## Your task
Reply with nothing but the number of lines in the data below where the word "iter" occurs.

## Supplied entries
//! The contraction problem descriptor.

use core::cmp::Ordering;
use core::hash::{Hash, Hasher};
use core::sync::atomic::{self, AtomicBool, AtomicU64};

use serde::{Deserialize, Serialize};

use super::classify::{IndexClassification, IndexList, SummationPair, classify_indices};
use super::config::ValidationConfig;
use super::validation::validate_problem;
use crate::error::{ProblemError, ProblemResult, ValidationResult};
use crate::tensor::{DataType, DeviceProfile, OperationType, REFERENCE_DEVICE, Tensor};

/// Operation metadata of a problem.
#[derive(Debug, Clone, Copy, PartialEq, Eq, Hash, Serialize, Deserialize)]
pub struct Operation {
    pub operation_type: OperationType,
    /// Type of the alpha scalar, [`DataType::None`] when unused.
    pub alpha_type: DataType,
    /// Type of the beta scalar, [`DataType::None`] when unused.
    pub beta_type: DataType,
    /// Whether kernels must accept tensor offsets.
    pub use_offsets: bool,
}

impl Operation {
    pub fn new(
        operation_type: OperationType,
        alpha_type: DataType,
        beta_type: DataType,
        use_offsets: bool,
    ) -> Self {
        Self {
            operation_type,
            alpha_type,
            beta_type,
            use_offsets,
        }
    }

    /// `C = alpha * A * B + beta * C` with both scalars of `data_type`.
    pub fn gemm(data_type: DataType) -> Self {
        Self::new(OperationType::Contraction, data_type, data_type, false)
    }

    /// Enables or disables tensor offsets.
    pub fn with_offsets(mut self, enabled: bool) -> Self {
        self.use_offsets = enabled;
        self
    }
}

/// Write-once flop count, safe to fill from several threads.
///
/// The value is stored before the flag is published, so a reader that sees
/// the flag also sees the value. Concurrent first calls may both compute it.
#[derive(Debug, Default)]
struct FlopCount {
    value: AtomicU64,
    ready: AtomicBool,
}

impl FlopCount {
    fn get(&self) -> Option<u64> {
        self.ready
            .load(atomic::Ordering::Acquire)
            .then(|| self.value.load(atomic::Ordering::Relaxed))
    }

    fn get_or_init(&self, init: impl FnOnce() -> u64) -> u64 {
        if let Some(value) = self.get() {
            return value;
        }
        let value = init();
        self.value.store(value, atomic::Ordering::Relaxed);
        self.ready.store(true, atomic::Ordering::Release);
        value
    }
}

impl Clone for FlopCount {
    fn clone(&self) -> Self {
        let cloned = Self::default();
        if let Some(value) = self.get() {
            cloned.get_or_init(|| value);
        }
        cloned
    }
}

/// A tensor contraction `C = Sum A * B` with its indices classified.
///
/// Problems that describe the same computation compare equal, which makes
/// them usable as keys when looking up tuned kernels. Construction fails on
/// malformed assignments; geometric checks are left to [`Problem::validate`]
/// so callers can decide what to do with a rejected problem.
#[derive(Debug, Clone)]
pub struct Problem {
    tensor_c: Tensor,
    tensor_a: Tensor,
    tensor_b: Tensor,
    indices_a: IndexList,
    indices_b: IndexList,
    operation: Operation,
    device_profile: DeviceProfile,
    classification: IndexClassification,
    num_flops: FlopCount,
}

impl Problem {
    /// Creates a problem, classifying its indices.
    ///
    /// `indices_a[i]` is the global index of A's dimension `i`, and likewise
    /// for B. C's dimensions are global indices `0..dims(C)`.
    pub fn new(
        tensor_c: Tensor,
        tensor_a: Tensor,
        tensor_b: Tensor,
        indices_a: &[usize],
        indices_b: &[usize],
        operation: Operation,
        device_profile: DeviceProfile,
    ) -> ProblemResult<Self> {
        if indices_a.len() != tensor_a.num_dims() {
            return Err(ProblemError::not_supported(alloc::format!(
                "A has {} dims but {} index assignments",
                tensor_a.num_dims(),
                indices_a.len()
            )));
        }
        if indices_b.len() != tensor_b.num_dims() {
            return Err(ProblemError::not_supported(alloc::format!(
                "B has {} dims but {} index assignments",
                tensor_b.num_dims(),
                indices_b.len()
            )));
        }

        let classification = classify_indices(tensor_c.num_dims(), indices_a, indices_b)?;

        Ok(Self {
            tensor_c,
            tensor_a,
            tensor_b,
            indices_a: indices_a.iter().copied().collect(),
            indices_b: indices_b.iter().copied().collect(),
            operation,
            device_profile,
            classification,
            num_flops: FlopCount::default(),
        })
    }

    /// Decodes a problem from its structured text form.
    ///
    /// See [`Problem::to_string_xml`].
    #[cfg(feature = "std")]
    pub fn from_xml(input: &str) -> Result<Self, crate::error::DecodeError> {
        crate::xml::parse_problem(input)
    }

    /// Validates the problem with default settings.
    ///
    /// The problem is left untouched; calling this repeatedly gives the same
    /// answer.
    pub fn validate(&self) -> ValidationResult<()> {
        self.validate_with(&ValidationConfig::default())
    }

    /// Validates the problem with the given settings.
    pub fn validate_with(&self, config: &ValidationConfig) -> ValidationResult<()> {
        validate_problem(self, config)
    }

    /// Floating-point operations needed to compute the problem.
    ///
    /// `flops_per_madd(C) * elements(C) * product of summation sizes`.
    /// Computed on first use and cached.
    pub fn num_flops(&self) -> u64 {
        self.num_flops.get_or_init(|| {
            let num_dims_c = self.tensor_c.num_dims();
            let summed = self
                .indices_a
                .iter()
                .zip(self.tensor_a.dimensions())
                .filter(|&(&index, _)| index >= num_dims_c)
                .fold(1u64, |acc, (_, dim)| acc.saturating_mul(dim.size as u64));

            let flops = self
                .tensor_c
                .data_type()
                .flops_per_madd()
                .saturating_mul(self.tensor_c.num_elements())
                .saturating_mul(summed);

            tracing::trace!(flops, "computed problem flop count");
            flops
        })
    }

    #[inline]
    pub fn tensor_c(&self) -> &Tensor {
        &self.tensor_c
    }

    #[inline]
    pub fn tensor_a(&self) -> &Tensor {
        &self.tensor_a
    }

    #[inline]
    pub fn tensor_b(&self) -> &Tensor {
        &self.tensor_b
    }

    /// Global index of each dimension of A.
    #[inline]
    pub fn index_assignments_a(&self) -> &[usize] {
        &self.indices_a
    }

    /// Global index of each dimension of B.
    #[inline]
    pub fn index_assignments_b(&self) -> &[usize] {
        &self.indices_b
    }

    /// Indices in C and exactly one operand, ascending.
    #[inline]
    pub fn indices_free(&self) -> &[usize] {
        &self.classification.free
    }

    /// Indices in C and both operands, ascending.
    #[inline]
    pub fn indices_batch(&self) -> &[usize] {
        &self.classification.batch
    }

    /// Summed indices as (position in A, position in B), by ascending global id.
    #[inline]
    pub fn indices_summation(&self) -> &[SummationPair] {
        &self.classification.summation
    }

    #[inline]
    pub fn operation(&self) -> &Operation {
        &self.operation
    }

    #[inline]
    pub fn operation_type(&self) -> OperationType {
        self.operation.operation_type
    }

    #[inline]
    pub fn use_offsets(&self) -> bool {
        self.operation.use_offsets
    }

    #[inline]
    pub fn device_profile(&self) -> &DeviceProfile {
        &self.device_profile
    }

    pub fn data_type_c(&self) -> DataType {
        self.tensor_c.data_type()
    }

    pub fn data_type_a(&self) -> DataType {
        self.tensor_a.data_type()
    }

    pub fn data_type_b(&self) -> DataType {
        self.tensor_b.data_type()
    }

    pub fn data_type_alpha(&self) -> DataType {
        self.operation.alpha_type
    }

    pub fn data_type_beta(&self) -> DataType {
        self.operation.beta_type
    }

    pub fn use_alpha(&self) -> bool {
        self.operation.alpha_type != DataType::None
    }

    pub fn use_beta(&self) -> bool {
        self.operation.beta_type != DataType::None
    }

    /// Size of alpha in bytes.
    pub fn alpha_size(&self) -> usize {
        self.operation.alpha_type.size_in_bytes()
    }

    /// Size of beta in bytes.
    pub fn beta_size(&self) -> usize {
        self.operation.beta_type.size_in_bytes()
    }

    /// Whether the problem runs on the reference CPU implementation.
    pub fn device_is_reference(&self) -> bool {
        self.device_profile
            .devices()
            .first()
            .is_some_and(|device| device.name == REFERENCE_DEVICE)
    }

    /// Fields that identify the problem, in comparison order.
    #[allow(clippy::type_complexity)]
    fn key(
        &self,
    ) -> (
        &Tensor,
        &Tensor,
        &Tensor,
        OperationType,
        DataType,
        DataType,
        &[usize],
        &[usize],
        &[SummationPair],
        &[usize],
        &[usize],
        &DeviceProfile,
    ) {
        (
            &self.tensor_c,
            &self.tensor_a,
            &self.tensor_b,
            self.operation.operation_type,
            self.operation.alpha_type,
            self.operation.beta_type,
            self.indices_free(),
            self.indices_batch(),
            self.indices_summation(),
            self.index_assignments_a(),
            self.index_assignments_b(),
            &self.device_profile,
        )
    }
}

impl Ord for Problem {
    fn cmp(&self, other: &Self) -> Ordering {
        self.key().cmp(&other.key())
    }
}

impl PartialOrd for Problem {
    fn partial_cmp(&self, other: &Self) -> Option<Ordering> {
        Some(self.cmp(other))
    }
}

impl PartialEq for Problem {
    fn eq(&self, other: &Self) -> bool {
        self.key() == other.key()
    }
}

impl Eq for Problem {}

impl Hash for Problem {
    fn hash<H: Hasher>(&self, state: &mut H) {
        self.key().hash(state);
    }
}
---
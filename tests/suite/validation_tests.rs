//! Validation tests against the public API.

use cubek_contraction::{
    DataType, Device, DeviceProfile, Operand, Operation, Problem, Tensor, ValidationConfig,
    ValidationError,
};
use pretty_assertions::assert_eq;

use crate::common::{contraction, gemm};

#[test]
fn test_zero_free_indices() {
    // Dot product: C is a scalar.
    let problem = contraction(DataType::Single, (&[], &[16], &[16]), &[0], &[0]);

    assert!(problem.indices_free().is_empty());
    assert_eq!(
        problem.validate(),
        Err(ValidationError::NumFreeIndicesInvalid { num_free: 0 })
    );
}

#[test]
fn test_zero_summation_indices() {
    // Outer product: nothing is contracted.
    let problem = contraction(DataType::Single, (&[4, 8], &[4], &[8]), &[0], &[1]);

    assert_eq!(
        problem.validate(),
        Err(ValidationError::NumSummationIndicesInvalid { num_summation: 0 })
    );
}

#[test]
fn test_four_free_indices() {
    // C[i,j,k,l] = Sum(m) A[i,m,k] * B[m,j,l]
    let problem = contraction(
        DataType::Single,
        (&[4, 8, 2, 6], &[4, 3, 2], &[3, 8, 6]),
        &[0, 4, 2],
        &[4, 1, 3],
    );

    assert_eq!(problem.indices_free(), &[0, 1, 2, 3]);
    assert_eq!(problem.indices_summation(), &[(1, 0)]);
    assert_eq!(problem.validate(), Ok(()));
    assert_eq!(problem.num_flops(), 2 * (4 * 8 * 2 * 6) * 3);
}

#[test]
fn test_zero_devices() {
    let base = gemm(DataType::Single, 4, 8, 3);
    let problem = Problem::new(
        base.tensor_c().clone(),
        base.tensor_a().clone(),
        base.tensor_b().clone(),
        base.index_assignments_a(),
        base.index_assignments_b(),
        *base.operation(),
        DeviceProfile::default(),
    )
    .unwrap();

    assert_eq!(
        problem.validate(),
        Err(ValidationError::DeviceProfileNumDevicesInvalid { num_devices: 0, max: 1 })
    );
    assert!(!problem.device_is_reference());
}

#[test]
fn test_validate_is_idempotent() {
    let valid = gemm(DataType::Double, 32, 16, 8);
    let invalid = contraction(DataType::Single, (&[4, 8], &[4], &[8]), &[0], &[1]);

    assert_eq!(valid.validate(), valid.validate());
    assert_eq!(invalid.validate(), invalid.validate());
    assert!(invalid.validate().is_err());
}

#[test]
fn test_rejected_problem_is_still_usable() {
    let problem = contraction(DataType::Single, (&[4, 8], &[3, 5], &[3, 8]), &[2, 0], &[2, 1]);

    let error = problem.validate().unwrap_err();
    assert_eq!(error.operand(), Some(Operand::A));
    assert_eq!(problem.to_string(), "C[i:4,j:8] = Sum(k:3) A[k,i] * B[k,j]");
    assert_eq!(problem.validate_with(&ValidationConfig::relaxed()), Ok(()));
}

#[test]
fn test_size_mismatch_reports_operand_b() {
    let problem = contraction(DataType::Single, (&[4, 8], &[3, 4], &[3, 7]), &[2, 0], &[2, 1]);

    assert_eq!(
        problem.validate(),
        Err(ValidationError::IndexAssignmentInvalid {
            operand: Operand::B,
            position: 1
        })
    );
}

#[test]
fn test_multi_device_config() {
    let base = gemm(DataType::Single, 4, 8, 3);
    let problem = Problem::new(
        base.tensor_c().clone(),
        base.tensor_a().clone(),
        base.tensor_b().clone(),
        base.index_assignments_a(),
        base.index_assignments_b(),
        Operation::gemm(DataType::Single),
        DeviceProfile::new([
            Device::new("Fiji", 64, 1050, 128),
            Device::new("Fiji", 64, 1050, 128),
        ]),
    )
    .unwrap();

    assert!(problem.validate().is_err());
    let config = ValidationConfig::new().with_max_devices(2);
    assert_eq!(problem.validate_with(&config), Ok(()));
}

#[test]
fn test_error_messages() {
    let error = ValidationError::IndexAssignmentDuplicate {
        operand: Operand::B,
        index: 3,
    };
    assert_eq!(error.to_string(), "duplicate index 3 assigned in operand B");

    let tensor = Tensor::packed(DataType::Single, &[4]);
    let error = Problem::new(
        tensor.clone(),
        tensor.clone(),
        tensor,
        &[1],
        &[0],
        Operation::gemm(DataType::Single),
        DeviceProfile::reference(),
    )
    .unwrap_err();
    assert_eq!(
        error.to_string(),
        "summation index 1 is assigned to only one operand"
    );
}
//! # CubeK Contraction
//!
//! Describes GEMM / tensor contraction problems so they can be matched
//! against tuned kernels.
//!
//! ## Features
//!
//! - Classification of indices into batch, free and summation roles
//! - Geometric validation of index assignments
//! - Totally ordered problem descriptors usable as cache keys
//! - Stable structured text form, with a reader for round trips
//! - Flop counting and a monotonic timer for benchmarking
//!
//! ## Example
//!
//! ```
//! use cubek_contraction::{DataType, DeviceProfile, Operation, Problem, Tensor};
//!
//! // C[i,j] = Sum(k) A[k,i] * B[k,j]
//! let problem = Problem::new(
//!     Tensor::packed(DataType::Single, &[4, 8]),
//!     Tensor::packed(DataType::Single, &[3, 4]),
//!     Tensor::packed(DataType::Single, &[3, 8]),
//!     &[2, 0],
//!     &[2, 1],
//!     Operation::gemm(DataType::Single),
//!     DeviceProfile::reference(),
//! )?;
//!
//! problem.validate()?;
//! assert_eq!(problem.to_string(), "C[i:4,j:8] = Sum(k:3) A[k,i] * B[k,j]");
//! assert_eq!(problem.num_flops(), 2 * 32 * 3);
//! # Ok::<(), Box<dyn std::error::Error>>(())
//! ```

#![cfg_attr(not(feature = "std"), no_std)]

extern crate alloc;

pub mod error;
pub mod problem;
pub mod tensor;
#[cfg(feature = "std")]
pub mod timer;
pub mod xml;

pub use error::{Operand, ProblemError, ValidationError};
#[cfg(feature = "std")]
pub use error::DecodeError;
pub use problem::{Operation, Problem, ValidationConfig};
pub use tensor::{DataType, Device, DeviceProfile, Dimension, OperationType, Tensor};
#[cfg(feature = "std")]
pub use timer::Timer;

## Result for this task
3